Cover image from the report "What role is there for electrofuel technologies in European transport’s low carbon future?"

Devilish details…

…you’ll never believe the regulatory mistakes the EU is at risk of making in the RED II*

In a blog post just under a year ago I heralded the generally positive qualities of the European Commission’s proposal for a revised Renewable Energy Directive for the period 2021-2030 (RED II). Since then, both the European Parliament and the European Council have started to develop their positions on the legislation. Plenty of organisations have proffered opinions on some of the big picture questions posed by the Directive (what should be the level of ambition for advanced biofuels, what cap would be appropriate for food-based fuels and such), and I don’t intend to revisit any of those questions today.
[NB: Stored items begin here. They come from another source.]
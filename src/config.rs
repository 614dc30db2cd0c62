use std::env;

use crate::error::Error;

pub const DEFAULT_API_BASE_URL: &str = "https://jsonplaceholder.typicode.com";

/// Service configuration, read once at startup.
#[derive(Clone, Debug, PartialEq, Eq)]
pub struct Config {
    pub api_base_url: String,
    pub app_name: String,
    pub app_version: String,
    pub environment: String,
    pub is_debug: bool,
    pub bind_address: String,
}

impl Default for Config {
    fn default() -> Config {
        Config {
            api_base_url: DEFAULT_API_BASE_URL.to_string(),
            app_name: "Campaign Management Dashboard".to_string(),
            app_version: "1.0.0".to_string(),
            environment: "development".to_string(),
            is_debug: false,
            bind_address: "127.0.0.1:8080".to_string(),
        }
    }
}

impl Config {
    /// Loads configuration from the environment, reading `.env` if present.
    pub fn from_env() -> Result<Config, Error> {
        let _ = dotenvy::dotenv();

        Config::from_lookup(|key| env::var(key).ok())
    }

    pub fn from_lookup<F>(lookup: F) -> Result<Config, Error>
    where
        F: Fn(&str) -> Option<String>,
    {
        let defaults = Config::default();

        let api_base_url = lookup("API_BASE_URL")
            .filter(|url| !url.trim().is_empty())
            .unwrap_or(defaults.api_base_url)
            .trim()
            .trim_end_matches('/')
            .to_string();

        let bind_address = match lookup("BIND_ADDRESS") {
            Some(address) if address.trim().is_empty() => {
                return Err(Error::InvalidConfig {
                    key: "BIND_ADDRESS",
                    reason: "must not be empty",
                })
            }
            Some(address) => address.trim().to_string(),
            None => defaults.bind_address,
        };

        Ok(Config {
            api_base_url,
            app_name: lookup("APP_NAME").unwrap_or(defaults.app_name),
            app_version: lookup("APP_VERSION").unwrap_or(defaults.app_version),
            environment: lookup("APP_ENV").unwrap_or(defaults.environment),
            // only the literal "true" turns debugging on
            is_debug: lookup("APP_DEBUG").as_deref() == Some("true"),
            bind_address,
        })
    }
}
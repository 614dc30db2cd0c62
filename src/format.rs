use crate::calendar::parse_calendar_date;

pub const INVALID_DATE: &str = "Invalid Date";

/// Formats an amount as en-US dollars, e.g. `$5,000.00`. Negative amounts,
/// including ones that round to zero, keep their sign.
pub fn format_currency(amount: f64) -> String {
    if amount.is_nan() {
        return "$NaN".to_string();
    }

    let sign = if amount.is_sign_negative() { "-" } else { "" };
    if amount.is_infinite() {
        return format!("{}$∞", sign);
    }

    // rounds from the exact binary value, so 1.115 (stored just below) is 1.11
    let text = format!("{:.2}", amount.abs());
    let (digits, cents) = text.split_at(text.len() - 3);

    let mut grouped = String::with_capacity(digits.len() + digits.len() / 3);
    for (i, ch) in digits.chars().enumerate() {
        if i > 0 && (digits.len() - i) % 3 == 0 {
            grouped.push(',');
        }
        grouped.push(ch);
    }

    format!("{}${}{}", sign, grouped, cents)
}

/// Formats a stored campaign date as `Jan 1, 2024`.
pub fn format_display_date(text: &str) -> String {
    match parse_calendar_date(text) {
        Some(date) => date.format("%b %-d, %Y").to_string(),
        None => INVALID_DATE.to_string(),
    }
}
Instead, I’d like to talk about a few details in the draft regulatory language that might represent a real problem down the line if the Directive is implemented. Without further ado therefore, and embracing the clickbait conventions of the zeitgeist, here’s a Cerulogy listicle:

Three crazy details in the 13th November European Council draft of RED II that could have regulators (and environmentalists and investors) tearing their hair out in the years to come

1.    An inadequate definition of ‘low iLUC risk’ biofuels

The proposed RED II caps the extent to which food-based biofuels can be used to meet renewable energy targets at 7%, but it creates a get-out for food-based fuels that meet the definition of being, ‘low indirect land-use change-risk biofuels and bioliquids’. The idea of low ILUC-risk biofuels has been around for years, and it’s fundamentally a sensible idea. If displacing existing uses of food-commodities causes ILUC, why don’t we just avoid displacing existing uses? It’s an idea that was supported in the Gallagher Review, and that I myself have spoken in favour of on several occasions. The problem (as I pointed out in a blog for the ICCT a few years ago) is that it’s not enough to just say that a biofuel has low ILUC risk – this has to be robustly demonstrated, and demonstrating it is complex. If the oversight systems don’t work, you will very quickly end up certifying biofuels as ‘low ILUC risk’ even though they are nothing of the kind. Unfortunately, the current language of RED II is incredibly vague on the subject. The definition given for a low ILUC risk biofuel is that the feedstock must be ‘produced within schemes which reduce the displacement of production for purposes other than for making biofuels and bioliquids’. The definition doesn’t say how much displacement should be reduced. To avoid ILUC completely it would have to be reduced by 100%, but what about a scheme that reduces displacement by only 10%, or only 1%? Given the proposed language, Member States may find it difficult to put robust requirements in their national implementations. Before you know it, the EU will be up to its neck in palm oil from replanting programmes getting certified as low ILUC risk – even if the programmes deliver only modest yield improvements and the true ILUC impact of the palm oil is still very high indeed. The solution? The language of the Directive should be revised from ‘reducing’ displacement to ‘avoiding’ displacement, and a delegated act should be added for the European Commission to define robust protocols to evaluate schemes. Further discussion of the challenges of ILUC mitigation is available in this ICCT paper.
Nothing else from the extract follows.